Daily Mail

Met chief ‘must make a sincere apology to Lord Bramall’

-

LORD Bramall will be ‘ devastated’ if Britain’s top policeman apologises to him only in order to keep his job, a close friend of the D-Day hero said yesterday.

The 92-year-old former armed forces chief wants a ‘sincere’ statement of regret from Sir Bernard Hogan-Howe, not one made under duress. Sir Bernard is under mounting pressure to apologise to Lord Bramall and the family of the late former home secretary Leon Brittan in the wake of Operation Midland, Scotland Yard’s disastrous inquiry into a serial fantasist’s claims of a VIP child sex ring.

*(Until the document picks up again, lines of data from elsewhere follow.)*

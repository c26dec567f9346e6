// SPDX-FileCopyrightText: 2026 TriliTech <contact@trili.tech>
//
// SPDX-License-Identifier: MIT

//! The decoder, exact inverse of the encoder on canonical data.
//!
//! Decoding is driven by the type tree alone: static children are read in
//! place at a running cursor, dynamic children through the offset word in
//! their head slot, relative to the enclosing block. Leaves are validated
//! strictly (integer range, the boolean word, every mandated zero-padding
//! run, UTF-8), and offsets must land inside their block at or after the
//! head region. Tail order, gaps between tails and trailing bytes beyond
//! the outermost block are canonicality properties of encoders; they are
//! accepted here, not validated.

use num_bigint::{BigInt, BigUint};
use num_rational::BigRational;
use primitive_types::H160;

use crate::ast::{Type, Value};
use crate::serializer::word::{self, WORD_SIZE};

/// Errors raised when a buffer is not a valid encoding of the given type.
#[derive(Debug, Clone, PartialEq, Eq, thiserror::Error)]
pub enum DecodeError {
    /// The buffer ends before the data its type requires.
    #[error("expected more data, but the buffer ends early")]
    UnexpectedEnd,
    /// A count or offset word exceeds the addressable range.
    #[error("count or offset word exceeds the addressable range")]
    OversizedWord,
    /// An offset word points outside its enclosing block.
    #[error("offset {offset} points outside its block of {block_len} bytes")]
    OffsetOutOfBounds {
        /// The decoded offset.
        offset: usize,
        /// Length of the block it must land in.
        block_len: usize,
    },
    /// An offset word points backward into the head region of its block.
    #[error("offset {offset} points into the {head_len}-byte head region")]
    OffsetIntoHead {
        /// The decoded offset.
        offset: usize,
        /// Length of the block's head region.
        head_len: usize,
    },
    /// An unsigned integer word is out of range for its declared width.
    #[error("word is not a canonical uint{0}")]
    NonCanonicalUint(u16),
    /// A signed integer word is not sign-extended for its declared width.
    #[error("word is not a canonical int{0}")]
    NonCanonicalInt(u16),
    /// A boolean word holds something other than 0 or 1.
    #[error("boolean word holds neither 0 nor 1")]
    InvalidBool,
    /// Padding bytes that must be zero are not.
    #[error("mandatory zero padding holds non-zero bytes")]
    NonZeroPadding,
    /// A `string` payload is not valid UTF-8.
    #[error("string payload is not valid UTF-8")]
    InvalidUtf8,
    /// Call data does not start with the expected selector.
    #[error("call data does not start with the expected selector")]
    SelectorMismatch,
    /// The type has no usable encoding: its widths or lengths fall outside
    /// the grammar's ranges, or its layout cannot exist on this target
    /// (arrays over zero-sized elements, static sizes past `usize`).
    #[error("type {0} has no defined encoding")]
    UnsupportedType(Type),
}

/// Decodes `bytes` as a value of type `ty`.
///
/// For every well-formed pair, `decode(t, &encode(t, v)?) == Ok(v)`.
/// Nothing is returned on failure; a partial decode is never observable.
pub fn decode(ty: &Type, bytes: &[u8]) -> Result<Value, DecodeError> {
    decode_at(ty, bytes, 0)
}

/// Decodes call data framed by a 4-byte selector.
///
/// The prefix must equal `selector`; the remainder decodes as `ty`.
pub fn decode_call(
    selector: [u8; 4],
    ty: &Type,
    bytes: &[u8],
) -> Result<Value, DecodeError> {
    let data = bytes.get(4..).ok_or(DecodeError::UnexpectedEnd)?;
    if bytes[..4] != selector {
        return Err(DecodeError::SelectorMismatch);
    }
    decode_at(ty, data, 0)
}

/// Decodes the value of `ty` whose encoding starts at byte `at` of
/// `block`.
///
/// Offsets inside a composite are relative to the composite's own block,
/// so composite arms re-slice `block` before recursing; `at` itself always
/// points into the current block's head region (or is an already validated
/// offset).
fn decode_at(ty: &Type, block: &[u8], at: usize) -> Result<Value, DecodeError> {
    if !ty.widths_in_range() {
        return Err(DecodeError::UnsupportedType(ty.clone()));
    }
    match ty {
        Type::Uint(bits) => {
            let n = BigUint::from_bytes_be(word_at(block, at)?);
            if !word::uint_fits(&n, *bits) {
                return Err(DecodeError::NonCanonicalUint(*bits));
            }
            Ok(Value::Uint(n))
        }
        Type::Int(bits) => {
            let n = BigInt::from_signed_bytes_be(word_at(block, at)?);
            if !word::int_fits(&n, *bits) {
                return Err(DecodeError::NonCanonicalInt(*bits));
            }
            Ok(Value::Int(n))
        }
        Type::Bool => {
            let word = word_at(block, at)?;
            if word[..WORD_SIZE - 1].iter().any(|b| *b != 0) {
                return Err(DecodeError::NonZeroPadding);
            }
            match word[WORD_SIZE - 1] {
                0 => Ok(Value::Bool(false)),
                1 => Ok(Value::Bool(true)),
                _ => Err(DecodeError::InvalidBool),
            }
        }
        Type::Address => {
            let word = word_at(block, at)?;
            if word[..12].iter().any(|b| *b != 0) {
                return Err(DecodeError::NonZeroPadding);
            }
            Ok(Value::Address(H160::from_slice(&word[12..])))
        }
        Type::Function => {
            let word = word_at(block, at)?;
            if word[24..].iter().any(|b| *b != 0) {
                return Err(DecodeError::NonZeroPadding);
            }
            let mut selector = [0; 4];
            selector.copy_from_slice(&word[20..24]);
            Ok(Value::Function(H160::from_slice(&word[..20]), selector))
        }
        Type::Fixed(bits, scale) => {
            let mantissa = BigInt::from_signed_bytes_be(word_at(block, at)?);
            if !word::int_fits(&mantissa, *bits) {
                return Err(DecodeError::NonCanonicalInt(*bits));
            }
            Ok(Value::Fixed(BigRational::new(
                mantissa,
                word::ten_pow(*scale),
            )))
        }
        Type::Ufixed(bits, scale) => {
            let mantissa = BigUint::from_bytes_be(word_at(block, at)?);
            if !word::uint_fits(&mantissa, *bits) {
                return Err(DecodeError::NonCanonicalUint(*bits));
            }
            Ok(Value::Ufixed(BigRational::new(
                mantissa.into(),
                word::ten_pow(*scale),
            )))
        }
        Type::FixedBytes(len) => {
            let word = word_at(block, at)?;
            if word[*len..].iter().any(|b| *b != 0) {
                return Err(DecodeError::NonZeroPadding);
            }
            Ok(Value::FixedBytes(word[..*len].to_vec()))
        }
        Type::Bytes => Ok(Value::Bytes(padded_payload(block, at)?.to_vec())),
        Type::String => {
            let payload = padded_payload(block, at)?;
            match std::str::from_utf8(payload) {
                Ok(text) => Ok(Value::String(text.to_string())),
                Err(_) => Err(DecodeError::InvalidUtf8),
            }
        }
        Type::Array(element) => {
            if element.is_zero_sized() {
                return Err(DecodeError::UnsupportedType(ty.clone()));
            }
            let len = count_word(block, at)?;
            // The element block starts right after the count word.
            let inner = block
                .get(at + WORD_SIZE..)
                .ok_or(DecodeError::UnexpectedEnd)?;
            // One multiplication bounds the whole head region, however
            // large the claimed count.
            let head = element
                .head_size()
                .ok_or_else(|| DecodeError::UnsupportedType(ty.clone()))?;
            let head_len =
                head.checked_mul(len).ok_or(DecodeError::OversizedWord)?;
            decode_block(
                std::iter::repeat(element.as_ref()).take(len),
                head_len,
                inner,
            )
            .map(Value::Array)
        }
        Type::FixedArray(element, len) => {
            if element.is_zero_sized() {
                return Err(DecodeError::UnsupportedType(ty.clone()));
            }
            let inner = block.get(at..).ok_or(DecodeError::UnexpectedEnd)?;
            let head_len = element
                .head_size()
                .and_then(|head| head.checked_mul(*len))
                .ok_or_else(|| DecodeError::UnsupportedType(ty.clone()))?;
            decode_block(
                std::iter::repeat(element.as_ref()).take(*len),
                head_len,
                inner,
            )
            .map(Value::Array)
        }
        Type::Tuple(types) => {
            let inner = block.get(at..).ok_or(DecodeError::UnexpectedEnd)?;
            // Arity is fixed by the signature, so this fold is not count
            // driven.
            let head_len = types.iter().try_fold(0usize, |sum, member| {
                member
                    .head_size()
                    .and_then(|head| sum.checked_add(head))
                    .ok_or_else(|| DecodeError::UnsupportedType(member.clone()))
            })?;
            decode_block(types.iter(), head_len, inner).map(Value::Tuple)
        }
    }
}

/// Decodes an ordered block of children laid out as heads then tails.
///
/// `block` starts at the head region; the caller has already consumed any
/// count word and computed `head_len`, the combined width of every head
/// slot, without walking the children. Static children decode in place at
/// the running cursor; dynamic children decode at the offset their head
/// word carries, measured from the start of `block`.
fn decode_block<'a>(
    types: impl Iterator<Item = &'a Type>,
    head_len: usize,
    block: &[u8],
) -> Result<Vec<Value>, DecodeError> {
    if head_len > block.len() {
        return Err(DecodeError::UnexpectedEnd);
    }
    // No pre-allocation from the (untrusted) element count.
    let mut values = Vec::new();
    let mut at = 0;
    for ty in types {
        if ty.is_dynamic() {
            let offset = count_word(block, at)?;
            if offset > block.len() {
                return Err(DecodeError::OffsetOutOfBounds {
                    offset,
                    block_len: block.len(),
                });
            }
            if offset < head_len {
                return Err(DecodeError::OffsetIntoHead { offset, head_len });
            }
            values.push(decode_at(ty, block, offset)?);
            at += WORD_SIZE;
        } else {
            let size = ty
                .head_size()
                .ok_or_else(|| DecodeError::UnsupportedType(ty.clone()))?;
            values.push(decode_at(ty, block, at)?);
            at += size;
        }
    }
    Ok(values)
}

/// The 32-byte word at `at`.
fn word_at(block: &[u8], at: usize) -> Result<&[u8; WORD_SIZE], DecodeError> {
    let end = at.checked_add(WORD_SIZE).ok_or(DecodeError::UnexpectedEnd)?;
    let bytes = block.get(at..end).ok_or(DecodeError::UnexpectedEnd)?;
    bytes.try_into().map_err(|_| DecodeError::UnexpectedEnd)
}

/// Reads a count or offset word: a `uint256` that must fit in `usize`.
fn count_word(block: &[u8], at: usize) -> Result<usize, DecodeError> {
    let n = BigUint::from_bytes_be(word_at(block, at)?);
    usize::try_from(&n).map_err(|_| DecodeError::OversizedWord)
}

/// The length-prefixed payload at `at`: count word, payload, zero padding
/// up to the word boundary. Returns the payload slice.
fn padded_payload(block: &[u8], at: usize) -> Result<&[u8], DecodeError> {
    let len = count_word(block, at)?;
    let start = at + WORD_SIZE;
    let end = start.checked_add(len).ok_or(DecodeError::UnexpectedEnd)?;
    let payload = block.get(start..end).ok_or(DecodeError::UnexpectedEnd)?;
    let padding = block
        .get(end..end + word::pad_len(len))
        .ok_or(DecodeError::UnexpectedEnd)?;
    if padding.iter().any(|b| *b != 0) {
        return Err(DecodeError::NonZeroPadding);
    }
    Ok(payload)
}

Sources say the £280,000-a-year Met Commission­er will be considered for an extension to his five-year contract, which ends in September, only if he says sorry for his force’s treatment of the pair.

The close friend of Lord Bramall said: ‘He will be devastated if an apology is only made because a gun is held to his head. He would want a sincere apology.’

Lord Bramall’s son Nicholas has called for a public inquiry into the Metropolit­an Police’s actions. In a letter to the Daily Telegraph, he said the inquiry was needed to establish why it took so long to establish the claims against his father were groundless.

Yesterday there was further controvers­y over the Met’s handling of a separate, historical sex allegation against Lord Brittan. An independen­t review of a rape claim against the Tory peer was dubbed a ‘whitewash’ by critics after it described his mentally ill accuser as a ‘credible’ and ‘compelling witness’.

A summary of the report by the deputy chief constable of Dorset, James Vaughan, glossed over the fact that prosecutor­s refused to consider a file on the case because the evidence was so weak.

Mr Vaughan said a full version of his dossier will not be published because it contains ‘confidenti­al informatio­n’.

Met Police Commission­er Sir Bernard Hogan-Howe may finally apologise to the widow of Lord Brittan for allowing his officers to hound the former Home Secretary to his grave over false rape allegation­s. Perhaps now he will also publish the independen­t review of that disgracefu­l witch-hunt. Until the whole truth is known, this ugly episode will continue to fester.